Problem 73. Minimal symmetric tuples from consecutive twin primes...

Natalia Makarova sent the following interesting puzzle;


Definition

the tuples from k consecutive twin primes

p1, p1 + 2, p2, p2 + 2, ..., pk-1, pk-1 + 2, pk, pk + 2

is symmetric if the following condition is satisfied

p1 + pk + 2 = p1 + 2 + pk = p2 + pk-1 + 2 = p2 + 2 + pk-1 = ...

 

Diameter of tuple is the quantity d = pk + 2 - p1.

 

We will consider minimal symmetric tuples from k consecutive twin primes with minimal diameter.

 

d=pk+2-p1

 

k = 2

5, 7, 11, 13

We will write it down briefly
5: 0 2 6 8
d = 8

0 2 6 8 is the pattern of tuple.

 

k = 3

5: 0 2 6 8 12 14

d = 14

 

k = 4

663569: 0 2 12 14 18 20 30 32

d = 32

 

*k = 5

39713433671: 0 2 6 8 18 20 30 32 36 38

d = 38


**k = 6

5008751356547: 0 2 12 14 24 26 30 32 42 44 54 56

d = 56


*k = 7

2485390773085247: 0 2 24 26 30 32 42 44 54 56 60 62 84 86

d = 86

 

I found theoretical patterns for k = 8–13.


k = 8

0 2 30 32 42 44 54 56 60 62 72 74 84 86 114 116

d = 116


k = 9

0 2 18 20 30 32 42 44 60 62 78 80 90 92 102 104 120 122

d = 122


k = 10

0 2 12 14 30 32 42 44 54 56 90 92 102 104 114 116 132 134 144 146

0 2 12 14 42 44 54 56 60 62 84 86 90 92 102 104 132 134 144 146

d = 146


k = 11

0 2 12 14 30 32 42 44 54 56 72 74 90 92 102 104 114 116 132 134 144 146

d = 146


k = 12

0 2 30 32 42 44 60 62 72 74 84 86 120 122 132 134 144 146 162 164 174 176 204 206

d = 206


k = 13

0 2 6 8 36 38 48 50 66 68 78 80 108 110 138 140 150 152 168 170 180 182 210 212 216 218

0 2 6 8 36 38 48 50 66 68 90 92 108 110 126 128 150 152 168 170 180 182 210 212 216 218

0 2 6 8 36 38 66 68 78 80 90 92 108 110 126 128 138 140 150 152 180 182 210 212 216 218

0 2 36 38 48 50 66 68 78 80 90 92 108 110 126 128 138 140 150 152 168 170 180 182 216 218

d = 218

 

Q. find minimal symmetric tuples from k consecutive twin primes with minimal diameter for k > 7.

 

_____________

* The solution found in T. Brada Experimental Grid BOINC project

https://boinc.tbrada.eu/

 

** The solution contained in the OEIS sequence

https://oeis.org/A330278

 

Jan van Delden wrote on March 27, 2020:

I’m busy with this problem.
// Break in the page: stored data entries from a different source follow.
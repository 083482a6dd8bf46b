//! Table creation order and live schema introspection.
//!
//! [`TABLES`] mirrors the migration order: a table appears only after every
//! table its foreign keys point at. Teardown walks it backwards.

use diesel::prelude::*;
use diesel::sql_types::{BigInt, Integer, Nullable, Text};
use serde::Serialize;

use super::{StorageError, Store};

pub const TABLES: &[&str] = &[
    "users",
    "roles",
    "user_roles",
    "sessions",
    "santri",
    "classes",
    "class_members",
    "devices",
    "rfid_tags",
    "attendance_sessions",
    "attendance_records",
    "agendas",
    "announcements",
    "notifications",
    "media",
    "pages",
    "news",
    "bills",
    "bill_items",
    "faults",
    "izin",
    "kunjungan",
    "audit_logs",
    "settings",
    "mv_latest_attendance",
];

/// Tables whose rows are owned by a parent and vanish with it.
pub const CASCADE_OWNED: &[&str] = &[
    "user_roles",
    "sessions",
    "class_members",
    "bill_items",
    "notifications",
];

#[derive(Debug, Clone, PartialEq, Eq, Serialize, QueryableByName)]
pub struct ColumnInfo {
    #[diesel(sql_type = Text)]
    pub name: String,
    #[diesel(sql_type = Text)]
    #[diesel(column_name = type_)]
    #[serde(rename = "type")]
    pub sql_type: String,
    #[diesel(sql_type = Integer)]
    #[diesel(column_name = not_null)]
    pub not_null: i32,
    #[diesel(sql_type = Nullable<Text>)]
    #[diesel(column_name = dflt_value)]
    pub default_value: Option<String>,
    /// 1-based position within the primary key, 0 when not part of it.
    #[diesel(sql_type = Integer)]
    pub pk: i32,
}

#[derive(Debug, Clone, PartialEq, Eq, Serialize, QueryableByName)]
pub struct ForeignKeyInfo {
    #[diesel(sql_type = Text)]
    #[diesel(column_name = table_)]
    pub references: String,
    #[diesel(sql_type = Text)]
    #[diesel(column_name = from_)]
    pub column: String,
    #[diesel(sql_type = Nullable<Text>)]
    #[diesel(column_name = to_)]
    pub referenced_column: Option<String>,
    #[diesel(sql_type = Text)]
    pub on_delete: String,
}

#[derive(QueryableByName)]
struct TableName {
    #[diesel(sql_type = Text)]
    name: String,
}

#[derive(QueryableByName)]
struct RowCount {
    #[diesel(sql_type = BigInt)]
    n: i64,
}

fn known_table(table: &str) -> Result<&'static str, StorageError> {
    TABLES
        .iter()
        .copied()
        .find(|t| *t == table)
        .ok_or_else(|| StorageError::InvalidInput(format!("unknown table '{table}'")))
}

impl Store {
    /// Ordinary tables currently present, excluding SQLite and Diesel bookkeeping
    /// and FTS5 shadow tables.
    pub async fn list_tables(&self) -> Result<Vec<String>, StorageError> {
        self.interact(|conn| {
            let rows = diesel::sql_query(
                "SELECT name FROM sqlite_master \
                 WHERE type = 'table' \
                   AND name NOT LIKE 'sqlite_%' \
                   AND name NOT LIKE '__diesel_%' \
                   AND name NOT LIKE '%_fts%' \
                 ORDER BY name",
            )
            .load::<TableName>(conn)?;
            Ok(rows.into_iter().map(|r| r.name).collect())
        })
        .await
    }

    pub async fn describe_table(&self, table: &str) -> Result<Vec<ColumnInfo>, StorageError> {
        let table = known_table(table)?;
        self.interact(move |conn| {
            Ok(diesel::sql_query(
                "SELECT name, type AS type_, \"notnull\" AS not_null, dflt_value, pk \
                 FROM pragma_table_info(?) ORDER BY cid",
            )
            .bind::<Text, _>(table)
            .load::<ColumnInfo>(conn)?)
        })
        .await
    }

    pub async fn foreign_keys(&self, table: &str) -> Result<Vec<ForeignKeyInfo>, StorageError> {
        let table = known_table(table)?;
        self.interact(move |conn| {
            Ok(diesel::sql_query(
                "SELECT \"table\" AS table_, \"from\" AS from_, \"to\" AS to_, on_delete \
                 FROM pragma_foreign_key_list(?) ORDER BY id, seq",
            )
            .bind::<Text, _>(table)
            .load::<ForeignKeyInfo>(conn)?)
        })
        .await
    }

    pub async fn row_count(&self, table: &str) -> Result<i64, StorageError> {
        let table = known_table(table)?;
        self.interact(move |conn| {
            let row = diesel::sql_query(format!("SELECT COUNT(*) AS n FROM {table}"))
                .get_result::<RowCount>(conn)?;
            Ok(row.n)
        })
        .await
    }
}

#[cfg(test)]
mod tests {
    use super::*;

    #[test]
    fn table_order_has_no_duplicates() {
        let mut seen = std::collections::HashSet::new();
        for t in TABLES {
            assert!(seen.insert(*t), "{t} listed twice");
        }
    }

    #[test]
    fn cascade_owned_tables_are_known() {
        for t in CASCADE_OWNED {
            assert!(known_table(t).is_ok(), "{t} missing from TABLES");
        }
        assert!(known_table("sqlite_master").is_err());
    }
}
#[tokio::test]
async fn attendance_sessions_and_records() {
    let (store, _dir) = common::open_store().await;
    store.upsert_santri(common::santri("s-1", "Ahmad")).await.unwrap();
    store
        .register_device(Device {
            device_id: "gate-1".into(),
            location: Some("Gerbang Utama".into()),
            ..Default::default()
        })
        .await
        .unwrap();
    assert!(store.touch_device("gate-1", 42).await.unwrap());
    assert_eq!(
        store.get_device("gate-1").await.unwrap().unwrap().last_seen,
        Some(42)
    );

    store
        .open_attendance_session(AttendanceSession {
            session_key: "subuh-2025-10-01".into(),
            started_at: Some(100),
            ..Default::default()
        })
        .await
        .unwrap();
    assert!(store.close_attendance_session("subuh-2025-10-01", 200).await.unwrap());
    assert!(!store.close_attendance_session("subuh-2025-10-01", 300).await.unwrap());

    let scan = |id: &str, ts: i64| AttendanceRecord {
        id: id.into(),
        session_key: Some("subuh-2025-10-01".into()),
        santri_id: Some("s-1".into()),
        device_id: Some("gate-1".into()),
        ts: Some(ts),
        ..Default::default()
    };
    assert_eq!(
        store
            .import_attendance(vec![scan("r-1", 110), scan("r-2", 120)])
            .await
            .unwrap(),
        2
    );

    // A duplicate id anywhere in the batch rolls back the whole import
    let err = store
        .import_attendance(vec![scan("r-3", 130), scan("r-1", 140)])
        .await
        .unwrap_err();
    assert!(err.constraint_kind().is_some());
    assert!(store.get_attendance_record("r-3").await.unwrap().is_none());

    let newest: Vec<String> = store
        .attendance_for_santri("s-1", 10)
        .await
        .unwrap()
        .into_iter()
        .map(|r| r.id)
        .collect();
    assert_eq!(newest, ["r-2", "r-1"]);
    assert_eq!(store.attendance_for_session("subuh-2025-10-01").await.unwrap()[0].id, "r-1");

    assert!(store.delete_device("gate-1").await.unwrap());
    assert!(store.delete_attendance_session("subuh-2025-10-01").await.unwrap());
    let kept = store.get_attendance_record("r-1").await.unwrap().unwrap();
    assert_eq!(kept.device_id, None);
    assert_eq!(kept.session_key, None);
    assert_eq!(store.import_attendance(Vec::new()).await.unwrap(), 0);
}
Currently testing k=8 and k=12.

I wrote a routine to compute the associated Hardy Littlewood constants.

 

This routine broke down at k=3, for a good reason.

 

The displayed solution:

k = 3

5: 0 2 6 8 12 14

d = 14

 

Is fine. However the pattern [0,2,6,8,12,14] is not in general! The displayed pattern only works with p=5.
If p>5 then all residues modulo 5 are taken: [0,2,1,3,2,4] and we can’t choose p. (Except 5 that is).

***

On March 28, 2020, Natalia Makarova wrote:

In the problem trivial solutions are not prohibited.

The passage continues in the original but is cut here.